### Problem to work on:
Copy all lines in the data that contain the string "timeout".

Supplied data START

//! Provider Dispatch - live lookups against third-party services
//!
//! A `Provider` knows how to build one request and how to read its response.
//! `ProviderDispatch` owns the transport and credential source and runs the
//! whole attempt; any failure surfaces as a `DispatchFailure` for the engine.

mod dispatch;
mod failure;
pub mod hibp;
pub mod ipinfo;
pub mod shodan;
pub mod transport;

use std::time::Duration;

use serde_json::Value as Json;

use crate::lookup::LookupResult;

pub use dispatch::ProviderDispatch;
pub use failure::DispatchFailure;
pub use hibp::HibpProvider;
pub use ipinfo::IpinfoProvider;
pub use shodan::ShodanProvider;
pub use transport::{HttpRequest, HttpResponse, HttpTransport, MockTransport, ReqwestTransport};

/// Placeholder for fields a provider did not return
pub const NOT_AVAILABLE: &str = "N/A";

/// One integrated third-party service bound to one tool
pub trait Provider: Send + Sync {
    /// Registry id of the tool this provider serves
    fn tool_id(&self) -> &'static str;

    /// Human readable service name
    fn name(&self) -> &'static str;

    /// Credential name the request needs
    fn credential(&self) -> &'static str;

    /// Request timeout when the caller sets no tighter deadline
    fn timeout(&self) -> Duration;

    /// Build the request for a query using a resolved credential
    fn request(&self, query: &str, key: &str) -> Result<HttpRequest, DispatchFailure>;

    /// Turn a response into a real result or a failure
    fn interpret(&self, query: &str, response: HttpResponse) -> Result<LookupResult, DispatchFailure>;
}

pub(crate) fn parse_json(body: &str) -> Result<Json, DispatchFailure> {
    serde_json::from_str(body).map_err(|e| DispatchFailure::MalformedPayload(e.to_string()))
}

/// Error message embedded in a success payload, if any
pub(crate) fn embedded_error(payload: &Json) -> Option<String> {
    match payload.get("error")? {
        Json::Null | Json::Bool(false) => None,
        Json::String(s) if s.is_empty() => None,
        Json::String(s) => Some(s.clone()),
        Json::Object(map) => Some(
            ["message", "title"]
                .iter()
                .find_map(|k| map.get(*k).and_then(Json::as_str))
                .map(str::to_string)
                .unwrap_or_else(|| Json::Object(map.clone()).to_string()),
        ),
        other => Some(other.to_string()),
    }
}

/// String field or the `N/A` placeholder
pub(crate) fn text_or_na(payload: &Json, key: &str) -> String {
    match payload.get(key) {
        Some(Json::String(s)) if !s.is_empty() => s.clone(),
        Some(Json::Number(n)) => n.to_string(),
        _ => NOT_AVAILABLE.to_string(),
    }
}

Supplied data END

### Your response:
    /// Request timeout when the caller sets no tighter deadline
    fn timeout(&self) -> Duration;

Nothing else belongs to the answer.